Mi familia éramos mis abuelos y yo. Mi mamá murió cuando yo nací y mi papá se fue; según mis abuelos, aquello fue un acto de amor, para mí, no fue más que cobardía. No me importaba todo lo que intentaran defenderlo, yo no lo creía. De niña esperaba que él llegara alguna vez a visitarme, a buscarme, pero nunca apareció. Más grande, aguardaba una explicación, la que jamás llegó. Después, ya no me importaba.
-Cassi -me habló Fabián para llamar mi atención.
-Perdón, dime.
-Mañana me voy al norte, pero quiero saber algo.
-Claro.
Lo noté nervioso. Me llevó a la terraza.
-Tú sabes que yo estoy enamorado de ti desde... uuufff... ¿desde kínder?
Yo me reí y apoyé mi cabeza en su pecho.
-Nunca tanto -repliqué divertida.
-Sí, lo que pasa es que tú nunca me miraste.
-Pasábamos todo el tiempo juntos -le recordé.
-Sí, pero nunca quisiste ser mi polola[2] y eso que yo te lo pedí.
-¡Me pediste pololeo cuando íbamos en primero básico! -protesté.
-Pero te lo pedí, yo no dije cuándo.
-Bueno, sí -admití sin enojo.
-Y ahora te lo vuelvo a pedir, ¿quieres ser mi polola?
-Pero tú te vas a ir.
-Solo será un mes, es un viaje de verano.
Suspiré.
-¿No me vas a poner el gorro con las capitalinas?
-No podría si mi polola de toda la vida me estará esperando.
-Yo no soy tu polola de toda la vida.
-Para mí, sí.
-Eres un loco, Fabián Manríquez.
-Y tú, una escurridiza, Cassandra Reyes.
Me besó. Fue un beso tímido, como con miedo, un beso en el que sentí su temor a que me podía perder y le daba miedo pensarlo.
-¿Vas a pololear conmigo? -me volvió a preguntar.
-Sí -respondí sin pensar y me colgué de su cuello para besarlo otra vez.
-Mañana, antes de irme al norte, voy a ir a tu casa a hablar con tu abuelo para que nos de su permiso.
-¿Tan luego?
-¿Tan luego? Te he esperado desde kínder.
-Ya, pero acabamos de empezar a andar.
-Quiero hacer las cosas bien, además, así me aseguro de que no haya ningún moscardón rondándote y tu abuelo no lo permitirá si estás pololeando conmigo.
-¿Me vas a controlar?
-¡Claro que no!

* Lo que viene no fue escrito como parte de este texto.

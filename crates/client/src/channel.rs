//! Persistent, self-healing status channel.
//!
//! [`JobChannel::spawn`] starts one background task that connects to the
//! backend's status WebSocket, forwards decoded events and reconnects
//! after a fixed delay whenever the connection drops. Everything the
//! task observes reaches the single consumer as a [`ChannelNotice`] on
//! an mpsc queue, in receipt order.

use std::time::Duration;

use tokio::sync::mpsc;
use tokio_util::sync::CancellationToken;

use seqconv_core::job_events::JobEvent;
use seqconv_core::session::ConnectionState;

use crate::client::StatusSocket;
use crate::processor::{process_frames, StreamEnd};
use crate::reconnect::ReconnectTimer;

/// Queue capacity between the channel task and its consumer.
const NOTICE_CHANNEL_CAPACITY: usize = 256;

/// How long [`JobChannel::shutdown`] waits for the task to exit.
const SHUTDOWN_TIMEOUT: Duration = Duration::from_secs(5);

/// What the channel task reports to its consumer.
#[derive(Debug, Clone, PartialEq)]
pub enum ChannelNotice {
    Status(ConnectionState),
    Event(JobEvent),
}

/// Handle to the running channel task.
pub struct JobChannel {
    cancel: CancellationToken,
    task_handle: tokio::task::JoinHandle<()>,
}

impl JobChannel {
    /// Start the connect, process, reconnect loop.
    ///
    /// The returned receiver is the only way to observe the channel.
    /// Dropping it stops the task at the next notice.
    pub fn spawn(
        socket: StatusSocket,
        reconnect_delay: Duration,
    ) -> (Self, mpsc::Receiver<ChannelNotice>) {
        let (notice_tx, notice_rx) = mpsc::channel(NOTICE_CHANNEL_CAPACITY);
        let cancel = CancellationToken::new();
        let task_cancel = cancel.clone();

        let task_handle = tokio::spawn(async move {
            tracing::info!(url = %socket.ws_url(), "Starting status channel task");
            run_channel_loop(&socket, reconnect_delay, &notice_tx, &task_cancel).await;
            tracing::info!("Status channel task exited");
        });

        (
            Self {
                cancel,
                task_handle,
            },
            notice_rx,
        )
    }

    /// Stop the task, including any pending reconnect.
    pub async fn shutdown(self) {
        self.cancel.cancel();
        if tokio::time::timeout(SHUTDOWN_TIMEOUT, self.task_handle)
            .await
            .is_err()
        {
            tracing::warn!("Status channel task did not exit in time");
        }
    }
}

/// Core loop: connect, process frames, wait out the reconnect delay.
///
/// Runs until cancelled or until the consumer drops its receiver.
async fn run_channel_loop(
    socket: &StatusSocket,
    reconnect_delay: Duration,
    notices: &mpsc::Sender<ChannelNotice>,
    cancel: &CancellationToken,
) {
    let (wake_tx, mut wake_rx) = mpsc::channel(1);
    let mut timer = ReconnectTimer::new(reconnect_delay, wake_tx);

    loop {
        if !report(notices, ConnectionState::Connecting).await {
            return;
        }

        let connected = tokio::select! {
            _ = cancel.cancelled() => return,
            result = socket.connect() => result,
        };

        match connected {
            Ok(mut ws_stream) => {
                // A live connection supersedes any armed attempt.
                timer.cancel();
                if !report(notices, ConnectionState::Connected).await {
                    return;
                }

                let end = tokio::select! {
                    _ = cancel.cancelled() => return,
                    end = process_frames(&mut ws_stream, notices) => end,
                };
                if end == StreamEnd::ConsumerGone {
                    return;
                }
            }
            Err(e) => {
                tracing::warn!(error = %e, "Status channel connect failed");
            }
        }

        if !report(notices, ConnectionState::Disconnected).await {
            return;
        }

        timer.schedule();
        tokio::select! {
            _ = cancel.cancelled() => return,
            _ = wake_rx.recv() => timer.acknowledge(),
        }
    }
}

/// Send a status notice; `false` when the consumer is gone.
async fn report(notices: &mpsc::Sender<ChannelNotice>, state: ConnectionState) -> bool {
    notices.send(ChannelNotice::Status(state)).await.is_ok()
}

Pero sé que más de uno anda detrás de ti y no quiero que “aprovechen mi ausencia para confesar su amor”. -Lo último lo dijo cantando la canción del dúo argentino.
-Ridículo -me burlé.
Me abrazó con sumo cariño.
-Te amo, Cassandra Reyes -dijo muy serio.
Yo no atine a responder nada. Él me besó. Una nueva luz, más potente que la anterior, iluminó el cielo y a nosotros, pues pareció quedar sobre nuestras cabezas. Mis compañeros volvieron a salir, atraídos por aquel fenómeno, la luminosidad seguía allí, sobre nosotros. De pronto, hizo amago de bajar y Fabián me cubrió con su cuerpo en un instinto protector.